Choosing What Works for You

Start with your local water quality report. If your municipal water meets EPA standards and your home plumbing is in good shape, a simple carbon filter is the most cost-effective upgrade. It removes the things most likely to affect taste and safety while preserving the minerals your body uses. If you’re on well water or live in an area with known contamination, a reverse osmosis system with a remineralization cartridge handles the heavy lifting without leaving your water mineral-free.

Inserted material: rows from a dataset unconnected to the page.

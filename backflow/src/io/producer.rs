//! # Demand-tracked read producer
//!
//! A [`ReadProducer`] sits between a channel event loop and exactly one [`Input`](super::Input).
//! The consumer adds demand, the event loop delivers items while demand lasts and asks
//! [`ReadProducer::should_read_more`] whether the socket should be read again.

use std::sync::atomic::{AtomicBool, AtomicU64, Ordering};
use std::sync::Arc;

use tokio::sync::mpsc;

use crate::prelude::*;

/// Demand value that disables backpressure tracking for a subscription.
pub(crate) const UNBOUNDED: u64 = u64::MAX;

/// Input subscription identifier.
pub(crate) type InputId = u64;

/// Signals sent from a producer to its input.
#[derive(Debug)]
pub(crate) enum InputSignal<R> {
    Item(R),
    Error(Error),
    Complete,
}

/// Outcome of [`ReadProducer::deliver`].
#[derive(Copy, Clone, Debug, PartialEq, Eq)]
pub(crate) enum Delivery {
    Delivered,
    /// Demand was exhausted, subscriber was terminated with a backpressure error.
    Violation,
    /// Subscriber is gone or already terminated, item was dropped.
    Inactive,
}

/// Hooks back into the owning channel event loop.
pub(crate) trait InputControl: Send + Sync {
    /// Event loop may attempt more reads.
    fn request_read(&self);

    /// Input with the given identifier was dropped by its consumer.
    fn unsubscribed(&self, id: InputId);
}

pub(crate) struct ReadProducer<R> {
    id: InputId,
    requested: AtomicU64,
    terminated: AtomicBool,
    auto_read: bool,
    sink: mpsc::UnboundedSender<InputSignal<R>>,
    control: Arc<dyn InputControl>,
}

impl<R> ReadProducer<R> {
    pub(crate) fn new(
        id: InputId,
        auto_read: bool,
        sink: mpsc::UnboundedSender<InputSignal<R>>,
        control: Arc<dyn InputControl>,
    ) -> Self {
        Self {
            id,
            requested: AtomicU64::new(0),
            terminated: AtomicBool::new(false),
            auto_read,
            sink,
            control,
        }
    }

    pub(crate) fn id(&self) -> InputId {
        self.id
    }

    pub(crate) fn control(&self) -> &Arc<dyn InputControl> {
        &self.control
    }

    /// Adds `n` to outstanding demand.
    ///
    /// Demand saturates at [`UNBOUNDED`], once reached it stays latched for the lifetime of this
    /// subscription.
    pub(crate) fn request(&self, n: u64) {
        if n == 0 {
            return;
        }

        let _ = self
            .requested
            .fetch_update(Ordering::AcqRel, Ordering::Acquire, |current| {
                Some(match current {
                    UNBOUNDED => UNBOUNDED,
                    current => current.saturating_add(n),
                })
            });

        if !self.auto_read {
            self.control.request_read();
        }
    }

    /// Outstanding demand.
    pub(crate) fn requested(&self) -> u64 {
        self.requested.load(Ordering::Acquire)
    }

    /// Delivers an item if there is outstanding demand.
    ///
    /// Delivering with zero demand terminates the subscriber with
    /// [`Error::MissingBackpressure`], the item is dropped.
    pub(crate) fn deliver(&self, item: R) -> Delivery {
        if !self.is_active() {
            return Delivery::Inactive;
        }

        let granted = self
            .requested
            .fetch_update(Ordering::AcqRel, Ordering::Acquire, |current| match current {
                UNBOUNDED => Some(UNBOUNDED),
                0 => None,
                current => Some(current - 1),
            })
            .is_ok();

        if !granted {
            self.send_on_error(Error::MissingBackpressure);
            return Delivery::Violation;
        }

        match self.sink.send(InputSignal::Item(item)) {
            Ok(_) => Delivery::Delivered,
            Err(_) => Delivery::Inactive,
        }
    }

    /// Returns `true` if subscriber is active and has outstanding demand.
    pub(crate) fn should_read_more(&self) -> bool {
        self.is_active() && self.requested() > 0
    }

    /// Returns `true` if subscriber neither terminated nor went away.
    pub(crate) fn is_active(&self) -> bool {
        !self.terminated.load(Ordering::Acquire) && !self.sink.is_closed()
    }

    /// Terminates subscriber with an error. Only the first terminal signal is sent.
    pub(crate) fn send_on_error(&self, err: Error) {
        if !self.terminated.swap(true, Ordering::AcqRel) {
            let _ = self.sink.send(InputSignal::Error(err));
        }
    }

    /// Completes subscriber. Only the first terminal signal is sent.
    pub(crate) fn send_on_complete(&self) {
        if !self.terminated.swap(true, Ordering::AcqRel) {
            let _ = self.sink.send(InputSignal::Complete);
        }
    }
}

If you prefer bottled water, look for brands that list mineral content on the label. European mineral waters with moderate mineralization deliver genuinely useful amounts of calcium and magnesium. North American spring waters vary enormously, so check the numbers rather than trusting the imagery on the label. Either way, glass bottles avoid the microplastic issue that comes with plastic packaging.

The single most important factor is drinking enough water, period. Two liters a day from almost any safe source keeps you well hydrated. But if you’re choosing between options of equal convenience and cost, water that still contains its minerals gives you a small, steady health advantage that compounds over years.